**Work order**
Reproduce the whole of the data exactly.

**Data**
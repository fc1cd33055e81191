// Copyright (C) 2026 Fred Clausen
// Use of this source code is governed by an MIT-style
// license that can be found in the LICENSE file or at
// https://opensource.org/licenses/MIT.

//! Gradebook records: students, categories, assignments, submissions and grades.

use crate::types::{AssignmentId, CategoryId, UserId};
use serde::{Deserialize, Serialize};
use std::collections::BTreeMap;
use time::{Duration, OffsetDateTime};

/// The gradebook row for one enrolled student.
#[derive(Debug, Clone, PartialEq, Eq, Serialize, Deserialize)]
pub struct StudentRecord {
    /// The enrolled student.
    pub student: UserId,
    /// Display name shown in the gradebook.
    pub display_name: String,
}

impl StudentRecord {
    /// Creates a new student record.
    ///
    /// # Arguments
    ///
    /// * `student` - The enrolled user
    /// * `display_name` - The name shown in the gradebook
    #[must_use]
    pub fn new(student: UserId, display_name: &str) -> Self {
        Self {
            student,
            display_name: display_name.to_string(),
        }
    }
}

/// A gradable unit of work.
#[derive(Debug, Clone, PartialEq, Eq, Serialize, Deserialize)]
pub struct Assignment {
    /// Course-wide unique identifier.
    pub id: AssignmentId,
    /// Human-readable title.
    pub name: String,
    /// Maximum attainable points.
    pub points_possible: u32,
    /// Due instant, if the assignment has a deadline.
    pub due: Option<OffsetDateTime>,
}

impl Assignment {
    /// Creates a new assignment.
    #[must_use]
    pub fn new(
        id: AssignmentId,
        name: &str,
        points_possible: u32,
        due: Option<OffsetDateTime>,
    ) -> Self {
        Self {
            id,
            name: name.to_string(),
            points_possible,
            due,
        }
    }

    /// How late a submission made at `submitted_at` is.
    ///
    /// Returns `Duration::ZERO` when the assignment has no deadline or the
    /// submission arrived on time.
    #[must_use]
    pub fn lateness(&self, submitted_at: OffsetDateTime) -> Duration {
        match self.due {
            Some(due) if submitted_at > due => submitted_at - due,
            _ => Duration::ZERO,
        }
    }
}

/// A weighted group of assignments (e.g. "Homework", "Exams").
#[derive(Debug, Clone, PartialEq, Eq, Serialize, Deserialize)]
pub struct AssignmentCategory {
    /// Identifier of the category.
    pub id: CategoryId,
    /// Human-readable name.
    pub name: String,
    /// Weight of the category in the final grade, in percent.
    pub weight: u8,
    /// Assignments owned by this category.
    pub assignments: BTreeMap<AssignmentId, Assignment>,
}

impl AssignmentCategory {
    /// Creates an empty category.
    #[must_use]
    pub fn new(id: CategoryId, name: &str, weight: u8) -> Self {
        Self {
            id,
            name: name.to_string(),
            weight,
            assignments: BTreeMap::new(),
        }
    }

    /// Looks up an assignment owned by this category.
    #[must_use]
    pub fn assignment(&self, id: &AssignmentId) -> Option<&Assignment> {
        self.assignments.get(id)
    }
}

/// Work handed in by a student for an assignment.
#[derive(Debug, Clone, PartialEq, Eq, Serialize, Deserialize)]
pub struct AssignmentSubmission {
    /// The assignment being submitted.
    pub assignment: AssignmentId,
    /// The submitting student.
    pub student: UserId,
    /// When the work was handed in.
    pub submitted_at: OffsetDateTime,
    /// Submitted content or a reference to it.
    pub content: String,
}

impl AssignmentSubmission {
    /// Creates a new submission.
    #[must_use]
    pub fn new(
        assignment: AssignmentId,
        student: UserId,
        submitted_at: OffsetDateTime,
        content: &str,
    ) -> Self {
        Self {
            assignment,
            student,
            submitted_at,
            content: content.to_string(),
        }
    }
}

/// Letter grade produced by a grade schema.
#[derive(Debug, Clone, Copy, PartialEq, Eq, PartialOrd, Ord, Hash, Serialize, Deserialize)]
pub enum LetterGrade {
    /// Excellent.
    A,
    /// Good.
    B,
    /// Satisfactory.
    C,
    /// Passing.
    D,
    /// Failing.
    F,
}

impl std::fmt::Display for LetterGrade {
    fn fmt(&self, f: &mut std::fmt::Formatter<'_>) -> std::fmt::Result {
        let letter: &str = match self {
            Self::A => "A",
            Self::B => "B",
            Self::C => "C",
            Self::D => "D",
            Self::F => "F",
        };
        f.write_str(letter)
    }
}

/// The grade recorded for one `(assignment, student)` pair.
///
/// Scores are percentages. `adjusted_score` is `raw_score` after the late
/// policy has been applied; `letter` is derived from `adjusted_score`.
#[derive(Debug, Clone, PartialEq, Serialize, Deserialize)]
pub struct AssignmentGrade {
    /// The graded assignment.
    pub assignment: AssignmentId,
    /// The graded student.
    pub student: UserId,
    /// Score as entered by the grader.
    pub raw_score: f64,
    /// Score after late penalties.
    pub adjusted_score: f64,
    /// Letter grade for the adjusted score.
    pub letter: LetterGrade,
}
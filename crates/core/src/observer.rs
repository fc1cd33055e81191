// Copyright (C) 2026 Fred Clausen
// Use of this source code is governed by an MIT-style
// license that can be found in the LICENSE file or at
// https://opensource.org/licenses/MIT.

//! Hooks for observing authorization outcomes.

use gradebook_audit::{AccessDenial, AuditEvent};
use tracing::warn;

/// Receives authorization outcomes from a course.
///
/// Observers are called after the course lock has been released, so they may
/// read from the course. When several writers race, events can arrive in a
/// different order than the history records them.
pub trait AccessObserver: Send + Sync {
    /// Called for every rejected permission check, before the error is returned.
    fn on_denied(&self, denial: &AccessDenial);

    /// Called once a mutation has been committed to the history.
    fn on_recorded(&self, _event: &AuditEvent) {}
}

/// Default observer: logs denied attempts through `tracing`.
#[derive(Debug, Clone, Copy, Default)]
pub struct TracingObserver;

impl AccessObserver for TracingObserver {
    fn on_denied(&self, denial: &AccessDenial) {
        warn!(
            user = %denial.actor.user,
            operation = %denial.operation,
            required = %denial.required,
            "Permission denied"
        );
    }
}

**Answer section**
repository fc1cd33055e81191
// Copyright (C) 2026 Fred Clausen
// Use of this source code is governed by an MIT-style
// license that can be found in the LICENSE file or at
// https://opensource.org/licenses/MIT.

//! Gradebook records: students, categories, assignments, submissions and grades.

use crate::types::{AssignmentId, CategoryId, UserId};
use serde::{Deserialize, Serialize};
use std::collections::BTreeMap;
use time::{Duration, OffsetDateTime};

/// The gradebook row for one enrolled student.
#[derive(Debug, Clone, PartialEq, Eq, Serialize, Deserialize)]
pub struct StudentRecord {
    /// The enrolled student.
    pub student: UserId,
    /// Display name shown in the gradebook.
    pub display_name: String,
}

impl StudentRecord {
    /// Creates a new student record.
    ///
    /// # Arguments
    ///
    /// * `student` - The enrolled user
    /// * `display_name` - The name shown in the gradebook
    #[must_use]
    pub fn new(student: UserId, display_name: &str) -> Self {
        Self {
            student,
            display_name: display_name.to_string(),
        }
    }
}

/// A gradable unit of work.
#[derive(Debug, Clone, PartialEq, Eq, Serialize, Deserialize)]
pub struct Assignment {
    /// Course-wide unique identifier.
    pub id: AssignmentId,
    /// Human-readable title.
    pub name: String,
    /// Maximum attainable points.
    pub points_possible: u32,
    /// Due instant, if the assignment has a deadline.
    pub due: Option<OffsetDateTime>,
}

impl Assignment {
    /// Creates a new assignment.
    #[must_use]
    pub fn new(
        id: AssignmentId,
        name: &str,
        points_possible: u32,
        due: Option<OffsetDateTime>,
    ) -> Self {
        Self {
            id,
            name: name.to_string(),
            points_possible,
            due,
        }
    }

    /// How late a submission made at `submitted_at` is.
    ///
    /// Returns `Duration::ZERO` when the assignment has no deadline or the
    /// submission arrived on time.
    #[must_use]
    pub fn lateness(&self, submitted_at: OffsetDateTime) -> Duration {
        match self.due {
            Some(due) if submitted_at > due => submitted_at - due,
            _ => Duration::ZERO,
        }
    }
}

/// A weighted group of assignments (e.g. "Homework", "Exams").
#[derive(Debug, Clone, PartialEq, Eq, Serialize, Deserialize)]
pub struct AssignmentCategory {
    /// Identifier of the category.
    pub id: CategoryId,
    /// Human-readable name.
    pub name: String,
    /// Weight of the category in the final grade, in percent.
    pub weight: u8,
    /// Assignments owned by this category.
    pub assignments: BTreeMap<AssignmentId, Assignment>,
}

impl AssignmentCategory {
    /// Creates an empty category.
    #[must_use]
    pub fn new(id: CategoryId, name: &str, weight: u8) -> Self {
        Self {
            id,
            name: name.to_string(),
            weight,
            assignments: BTreeMap::new(),
        }
    }

    /// Looks up an assignment owned by this category.
    #[must_use]
    pub fn assignment(&self, id: &AssignmentId) -> Option<&Assignment> {
        self.assignments.get(id)
    }
}

/// Work handed in by a student for an assignment.
#[derive(Debug, Clone, PartialEq, Eq, Serialize, Deserialize)]
pub struct AssignmentSubmission {
    /// The assignment being submitted.
    pub assignment: AssignmentId,
    /// The submitting student.
    pub student: UserId,
    /// When the work was handed in.
    pub submitted_at: OffsetDateTime,
    /// Submitted content or a reference to it.
    pub content: String,
}

impl AssignmentSubmission {
    /// Creates a new submission.
    #[must_use]
    pub fn new(
        assignment: AssignmentId,
        student: UserId,
        submitted_at: OffsetDateTime,
        content: &str,
    ) -> Self {
        Self {
            assignment,
            student,
            submitted_at,
            content: content.to_string(),
        }
    }
}

/// Letter grade produced by a grade schema.
#[derive(Debug, Clone, Copy, PartialEq, Eq, PartialOrd, Ord, Hash, Serialize, Deserialize)]
pub enum LetterGrade {
    /// Excellent.
    A,
    /// Good.
    B,
    /// Satisfactory.
    C,
    /// Passing.
    D,
    /// Failing.
    F,
}

impl std::fmt::Display for LetterGrade {
    fn fmt(&self, f: &mut std::fmt::Formatter<'_>) -> std::fmt::Result {
        let letter: &str = match self {
            Self::A => "A",
            Self::B => "B",
            Self::C => "C",
            Self::D => "D",
            Self::F => "F",
        };
        f.write_str(letter)
    }
}

/// The grade recorded for one `(assignment, student)` pair.
///
/// Scores are percentages. `adjusted_score` is `raw_score` after the late
/// policy has been applied; `letter` is derived from `adjusted_score`.
#[derive(Debug, Clone, PartialEq, Serialize, Deserialize)]
pub struct AssignmentGrade {
    /// The graded assignment.
    pub assignment: AssignmentId,
    /// The graded student.
    pub student: UserId,
    /// Score as entered by the grader.
    pub raw_score: f64,
    /// Score after late penalties.
    pub adjusted_score: f64,
    /// Letter grade for the adjusted score.
    pub letter: LetterGrade,
}
filename crates/core/src/observer.rs
repository fc1cd33055e81191
// Copyright (C) 2026 Fred Clausen
// Use of this source code is governed by an MIT-style
// license that can be found in the LICENSE file or at
// https://opensource.org/licenses/MIT.

//! Hooks for observing authorization outcomes.

use gradebook_audit::{AccessDenial, AuditEvent};
use tracing::warn;

/// Receives authorization outcomes from a course.
///
/// Observers are called after the course lock has been released, so they may
/// read from the course. When several writers race, events can arrive in a
/// different order than the history records them.
pub trait AccessObserver: Send + Sync {
    /// Called for every rejected permission check, before the error is returned.
    fn on_denied(&self, denial: &AccessDenial);

    /// Called once a mutation has been committed to the history.
    fn on_recorded(&self, _event: &AuditEvent) {}
}

/// Default observer: logs denied attempts through `tracing`.
#[derive(Debug, Clone, Copy, Default)]
pub struct TracingObserver;

impl AccessObserver for TracingObserver {
    fn on_denied(&self, denial: &AccessDenial) {
        warn!(
            user = %denial.actor.user,
            operation = %denial.operation,
            required = %denial.required,
            "Permission denied"
        );
    }
}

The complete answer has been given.